Reflection for January 8
There is a wisdom story that says that at the beginning of time, God resolved to hide within creation. As God was wondering how best to do this, the angels gathered around. ‘I want to hide myself in my creation’, God said. ‘I need to find a place that is not too easily discovered, for it is in the search for me that my people will grow in spirit and in understanding.’
‘Why don’t you hide yourself deep in their earth?’ the first angel suggested. God pondered for a while, then replied, ‘No. It will not be long before they learn how to mine the earth and discover all the treasures that it contains. They will discover me too quickly, and they will not have had enough time to do their growing.’
‘Why don’t you hide yourself on their moon?’ a second angel suggested. God thought about this idea for a while, and then replied, ‘No. It will take a little longer, but before too long they will learn how to fly through space. They will arrive on the moon and explore its secrets, and they will discover me too soon, before they have had enough time to do their growing.’

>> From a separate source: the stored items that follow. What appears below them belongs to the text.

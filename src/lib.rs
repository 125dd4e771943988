//! # Esox Resizable Pool
//!
//! Thread-safe object pool whose capacity can change while it is in use.
//!
//! ## Features
//!
//! - Objects created on demand by a factory and reused across rent/return cycles
//! - Reset callback run on every return
//! - Runtime resize: growing reuses evicted objects first, shrinking destroys
//!   idle objects at once and rented ones when they come back
//! - Age-based shrinking against a pluggable [`Clock`]
//! - Blocking and async teardown through [`Teardown`]
//! - Health monitoring and metrics, with Prometheus export
//!
//! ## Quick Start
//!
//! ```rust
//! use esox_resizable_pool::{PoolConfiguration, ResizablePool};
//! use std::time::Duration;
//!
//! let pool = ResizablePool::new(|| String::with_capacity(64), PoolConfiguration::new().with_max_pool_size(8))
//!     .with_reset(|s: &String| if s.capacity() >= 64 { Ok(()) } else { Err("shrunk buffer") });
//!
//! let buffer = pool.rent().unwrap();
//! pool.return_object(buffer).unwrap();
//!
//! // Drop everything idle for more than a minute
//! pool.shrink(Duration::from_secs(60)).unwrap();
//! ```

mod clock;
mod config;
mod errors;
mod health;
mod hooks;
mod metrics;
mod pool;
mod state;

pub use clock::{Clock, ManualClock, Stopwatch, TICKS_PER_SECOND};
pub use config::PoolConfiguration;
pub use errors::{BoxError, Hook, PoolError, PoolResult, SharedError};
pub use health::HealthStatus;
pub use hooks::{NoopTeardown, Teardown, TeardownFn};
#[cfg(feature = "metrics")]
pub use metrics::PoolCollector;
pub use metrics::{MetricsExporter, PoolMetrics};
pub use pool::ResizablePool;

The angels were at a loss to know what hiding place to suggest. There was a long silence.
‘I know,’ piped up one angel, finally. ‘Why don’t you hide yourself within their own hearts? They will never think of looking there!’
‘That’s it!’ said God, delighted to have found the perfect hiding place.
And so it is that God hides secretly deep within the heart of every one of God’s people, until he or she has grown enough in spirit and in understanding to risk the great journey into the secret core of their own being. And there, each person discovers their creator, the Source of life and love, and is rejoined with God for all eternity.
(Wisdom Stories by Margaret Silf, “God in Hiding”, pgs. 32-33, Traditional story adapted)
Today is the 1st Sunday of the Season After Epiphany. The Season After Epiphany begins with Baptism of Jesus Sunday and ends with Transfiguration Sunday. It is the season of the church year, after Advent, Christmas and Epiphany and before the Lent and Easter seasons, when we enter what is known as Ordinary Time. This is an in-between season where we can pause and celebrate God’s presence, Christ’s presence, in the ordinary, and yet extraordinary, experiences of our lives and our faith tradition.
In today’s scripture reading, from the Gospel of Mark, we heard the brief but powerful story of Jesus’ baptism:
“In those days Jesus came from Nazareth of Galilee and was baptized by John in the Jordan. And just as he was coming up out of the water, he saw the heavens torn apart and the Spirit descending like a dove on him. And a voice came from heaven, ‘You are my Son, the Beloved; with you I am well pleased.’ ”
The reading from a later chapter in the Gospel of Mark that we’ll hear on Transfiguration Sunday contains a line that is strikingly similar. A few of Jesus’ disciples are on a mountaintop with him when they witness a startling transformation in which Jesus glows with a mystical brightness. The Gospel story tells us that:
“Then a cloud overshadowed them, and from the cloud there came a voice, ‘This is my Son, the Beloved; listen to him!’” (Mark 9:7)
These two stories, with Jesus highlighted as God’s beloved, surround this Season After Epiphany and provide the framework and context in which we can understand the stories of call, response, and healing that will be offered to us in the coming weeks. This season also provides an opportunity to reflect on our own lives, as people of faith, and to renew our own commitment as followers of Jesus.
In Jesus’ life and ministry we can see glimpses of our own lives. Jesus was born in humble circumstances, was baptized as many other people were, and lived and worked with ordinary people. Yet in the midst of the ordinary and mundane experiences of life, God’s spirit worked through Jesus in miraculous ways to give faith and courage to people who struggled to believe that life could be so meaningful, so full of blessing and purpose. God’s spirit dwelt within every human being and they, and all others, were God’s beloved.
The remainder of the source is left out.